Linux Kernel Crypto af_alg Memory Initialization Vulnerability

A vulnerability exists in the Linux kernel's crypto subsystem, specifically within the af_alg component. Several user API contexts and requests allocated with sock_kmalloc() were left uninitialized, creating a reliance on callers to explicitly set fields. This oversight led to the use of uninitialized data in certain error paths and could cause issues when new fields are introduced in the future. The vulnerability particularly affects the 'inflight' variable in the af_alg_ctx, which, due to the lack of proper initialization, contained garbage values. This mismanagement caused the function af_alg_alloc_areq() to erroneously return -EBUSY under certain conditions, disrupting normal operations.

Impact

The vulnerability can lead to incorrect behavior in the af_alg component, specifically by causing the function af_alg_alloc_areq() to randomly return -EBUSY, indicating that a resource is busy when it may not be.

Reproduction

The vulnerability can be reproduced by allocating a crypto user API context using sock_kmalloc() without proper initialization.

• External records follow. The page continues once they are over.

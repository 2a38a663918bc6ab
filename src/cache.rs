//! Change detection and per-asset cache sidecars.
//!
//! Every asset gets a composite hash combining the generator and template
//! versions, the resolved class name and the input content hash. The last
//! successful write persists that hash (plus identity and output paths)
//! in a small JSON sidecar next to the manifest; the next run compares
//! against it to decide whether a write is needed at all.

use crate::asset::OutputPaths;
use crate::constants::{GENERATOR_VERSION, TEMPLATE_VERSION};
use crate::error::{Error, Result};
use log::{debug, warn};
use serde::{Deserialize, Serialize};
use sha2::{Digest, Sha256};
use std::fs;
use std::io;
use std::path::{Path, PathBuf};

/// The write decision for one asset.
#[derive(Debug, Clone, Copy, PartialEq, Eq, Serialize)]
#[serde(rename_all = "lowercase")]
pub enum WriteDecision {
    /// Hashes differ, the record is missing, or an output file is gone
    Update,
    /// Everything matches; files are left byte-for-byte as they are
    Skip,
    /// The force override bypassed change detection
    Force,
}

impl std::fmt::Display for WriteDecision {
    fn fmt(&self, f: &mut std::fmt::Formatter<'_>) -> std::fmt::Result {
        let label = match self {
            WriteDecision::Update => "update",
            WriteDecision::Skip => "skip",
            WriteDecision::Force => "force",
        };
        write!(f, "{label}")
    }
}

/// Outcome of change detection for one asset.
#[derive(Debug, Clone)]
pub struct Decision {
    pub write: WriteDecision,
    pub hash_changed: bool,
    pub composite_hash: String,
    pub previous_composite: Option<String>,
}

impl Decision {
    pub fn should_write(&self) -> bool {
        !matches!(self.write, WriteDecision::Skip)
    }
}

/// Per-asset persisted cache state.
#[derive(Debug, Clone, Serialize, Deserialize)]
#[serde(rename_all = "camelCase")]
pub struct CacheRecord {
    pub asset: String,
    pub source_path: PathBuf,
    pub input_hash: String,
    pub composite_hash: String,
    pub generator_version: String,
    pub template_version: String,
    pub outputs: OutputPaths,
}

/// SHA-256 of the raw file bytes. Hashing the bytes rather than the
/// parsed model means whitespace-only edits also invalidate the cache.
pub fn hash_file(path: &Path) -> Result<String> {
    let mut file = fs::File::open(path)?;
    let mut hasher = Sha256::new();
    io::copy(&mut file, &mut hasher)?;
    Ok(format!("{:x}", hasher.finalize()))
}

/// Composite cache-invalidation key: generator version, template version,
/// resolved class name and input hash, concatenated in that order.
pub fn composite_hash(class_name: &str, input_hash: &str) -> String {
    let mut hasher = Sha256::new();
    hasher.update(format!(
        "{GENERATOR_VERSION}|{TEMPLATE_VERSION}|{class_name}|{input_hash}"
    ));
    format!("{:x}", hasher.finalize())
}

/// Sidecar location for an asset, next to the manifest.
pub fn sidecar_path(cache_dir: &Path, file_basename: &str) -> PathBuf {
    cache_dir.join(format!("{file_basename}.generated.hash"))
}

/// Loads a sidecar record. A missing or unparseable sidecar is a cache
/// miss, never an error.
pub fn load_record(path: &Path) -> Option<CacheRecord> {
    let contents = match fs::read_to_string(path) {
        Ok(contents) => contents,
        Err(_) => return None,
    };
    match serde_json::from_str(&contents) {
        Ok(record) => Some(record),
        Err(err) => {
            warn!(
                "Discarding corrupt cache sidecar {}: {}",
                path.display(),
                err
            );
            None
        }
    }
}

/// Persists a sidecar record. Only called on successful non-dry-run
/// writes.
pub fn store_record(path: &Path, record: &CacheRecord) -> Result<()> {
    if let Some(parent) = path.parent() {
        fs::create_dir_all(parent)?;
    }
    let contents = serde_json::to_string_pretty(record)
        .map_err(|err| Error::Manifest(format!("Unable to serialize cache sidecar: {err}")))?;
    fs::write(path, contents + "\n")?;
    Ok(())
}

/// Classifies an asset as requiring a write, eligible to skip, or forced.
pub fn decide(
    record: Option<&CacheRecord>,
    outputs: &OutputPaths,
    composite: &str,
    force: bool,
) -> Decision {
    let previous_composite = record.map(|record| record.composite_hash.clone());
    let hash_changed = previous_composite.as_deref() != Some(composite);

    let write = if force {
        WriteDecision::Force
    } else if record.is_none() || hash_changed || !outputs.all_exist() {
        WriteDecision::Update
    } else {
        WriteDecision::Skip
    };
    debug!(
        "Decision {write} (hash_changed={hash_changed}, outputs_exist={})",
        outputs.all_exist()
    );

    Decision {
        write,
        hash_changed,
        composite_hash: composite.to_string(),
        previous_composite,
    }
}
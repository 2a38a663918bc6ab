//! Run manifest: the structured report of every asset's processing
//! outcome, serialized to JSON once per run.

use crate::asset::{AttributeSetAsset, OutputPaths};
use crate::cache::{Decision, WriteDecision};
use crate::config::GeneratorConfig;
use crate::error::{Error, Result};
use crate::preserve::RegionOutcome;
use indexmap::IndexMap;
use serde::Serialize;
use std::path::PathBuf;

/// Write status as reported in the manifest; extends the cache decision
/// with the per-asset failure status.
#[derive(Debug, Clone, Copy, PartialEq, Eq, Serialize)]
#[serde(rename_all = "lowercase")]
pub enum WriteStatus {
    Update,
    Skip,
    Force,
    Failed,
}

impl From<WriteDecision> for WriteStatus {
    fn from(decision: WriteDecision) -> Self {
        match decision {
            WriteDecision::Update => WriteStatus::Update,
            WriteDecision::Skip => WriteStatus::Skip,
            WriteDecision::Force => WriteStatus::Force,
        }
    }
}

impl std::fmt::Display for WriteStatus {
    fn fmt(&self, f: &mut std::fmt::Formatter<'_>) -> std::fmt::Result {
        let label = match self {
            WriteStatus::Update => "update",
            WriteStatus::Skip => "skip",
            WriteStatus::Force => "force",
            WriteStatus::Failed => "failed",
        };
        write!(f, "{label}")
    }
}

/// The effective override flags of a run.
#[derive(Debug, Clone, Copy, Serialize)]
#[serde(rename_all = "camelCase")]
pub struct RunOptions {
    pub force: bool,
    pub dry_run: bool,
    pub no_preserve: bool,
}

impl From<&GeneratorConfig> for RunOptions {
    fn from(config: &GeneratorConfig) -> Self {
        Self {
            force: config.force,
            dry_run: config.dry_run,
            no_preserve: config.no_preserve,
        }
    }
}

/// The three hashes reported per asset.
#[derive(Debug, Clone, Serialize)]
#[serde(rename_all = "camelCase")]
pub struct HashReport {
    pub input: String,
    pub composite: String,
    pub previous_composite: Option<String>,
}

/// Status block of one manifest entry.
#[derive(Debug, Clone, Serialize)]
#[serde(rename_all = "camelCase")]
pub struct StatusReport {
    pub write: WriteStatus,
    pub dry_run: bool,
    pub hash_changed: bool,
    pub writes_performed: bool,
}

/// One attribute as echoed into the manifest.
#[derive(Debug, Clone, Serialize)]
pub struct AttributeReport {
    pub name: String,
    pub metadata: IndexMap<String, serde_json::Value>,
    pub category: String,
}

/// One processed (or failed) asset.
#[derive(Debug, Clone, Serialize)]
#[serde(rename_all = "camelCase")]
pub struct ManifestEntry {
    pub input: PathBuf,
    #[serde(skip_serializing_if = "Option::is_none")]
    pub input_hash: Option<String>,
    #[serde(skip_serializing_if = "Option::is_none")]
    pub outputs: Option<OutputPaths>,
    pub attributes: Vec<AttributeReport>,
    #[serde(skip_serializing_if = "Option::is_none")]
    pub class_name: Option<String>,
    #[serde(skip_serializing_if = "Option::is_none")]
    pub module_api: Option<String>,
    #[serde(skip_serializing_if = "Option::is_none")]
    pub hashes: Option<HashReport>,
    pub status: StatusReport,
    #[serde(skip_serializing_if = "Option::is_none")]
    pub cache_sidecar: Option<PathBuf>,
    pub preserve_regions: IndexMap<String, IndexMap<String, RegionOutcome>>,
    #[serde(skip_serializing_if = "Option::is_none")]
    pub error: Option<String>,
}

impl ManifestEntry {
    /// Entry for an asset that made it through the pipeline.
    #[allow(clippy::too_many_arguments)]
    pub fn processed(
        asset: &AttributeSetAsset,
        input_hash: String,
        outputs: OutputPaths,
        decision: &Decision,
        dry_run: bool,
        writes_performed: bool,
        cache_sidecar: PathBuf,
        preserve_regions: IndexMap<String, IndexMap<String, RegionOutcome>>,
    ) -> Self {
        Self {
            input: asset.source_path.clone(),
            input_hash: Some(input_hash.clone()),
            outputs: Some(outputs),
            attributes: asset
                .attributes
                .iter()
                .map(|attribute| AttributeReport {
                    name: attribute.name.clone(),
                    metadata: attribute.metadata.to_summary(),
                    category: attribute.category.clone(),
                })
                .collect(),
            class_name: Some(asset.class_name.clone()),
            module_api: Some(asset.module_api.clone()),
            hashes: Some(HashReport {
                input: input_hash,
                composite: decision.composite_hash.clone(),
                previous_composite: decision.previous_composite.clone(),
            }),
            status: StatusReport {
                write: decision.write.into(),
                dry_run,
                hash_changed: decision.hash_changed,
                writes_performed,
            },
            cache_sidecar: Some(cache_sidecar),
            preserve_regions,
            error: None,
        }
    }

    /// Entry for an asset whose parsing or I/O failed; the failure never
    /// aborts the rest of the run.
    pub fn failed(input: PathBuf, error: String, dry_run: bool) -> Self {
        Self {
            input,
            input_hash: None,
            outputs: None,
            attributes: Vec::new(),
            class_name: None,
            module_api: None,
            hashes: None,
            status: StatusReport {
                write: WriteStatus::Failed,
                dry_run,
                hash_changed: false,
                writes_performed: false,
            },
            cache_sidecar: None,
            preserve_regions: IndexMap::new(),
            error: Some(error),
        }
    }
}

/// The run-wide manifest document.
#[derive(Debug, Clone, Serialize)]
#[serde(rename_all = "camelCase")]
pub struct Manifest {
    pub generator_version: String,
    pub template_version: String,
    pub elapsed_seconds: f64,
    pub options: RunOptions,
    pub entries: Vec<ManifestEntry>,
}

impl Manifest {
    pub fn to_json(&self) -> Result<String> {
        serde_json::to_string_pretty(self)
            .map(|json| json + "\n")
            .map_err(|err| Error::Manifest(format!("Unable to serialize manifest: {err}")))
    }
}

This can be done by creating a user-space application that interacts with the crypto af_alg interface, specifically through the algif_kpp or algif_akcipher files, which are part of the ACVP patches and also rely on correct initialization. The uninitialized 'inflight' variable will then cause af_alg_alloc_areq() to incorrectly return -EBUSY, simulating a busy resource condition.

Remediation

The vulnerability has been addressed by modifying the af_alg allocation function to include a memory zeroing step, ensuring that all fields, including the 'inflight' variable, are properly initialized before use. Users should update to the latest version of the Linux kernel where this fix has been applied.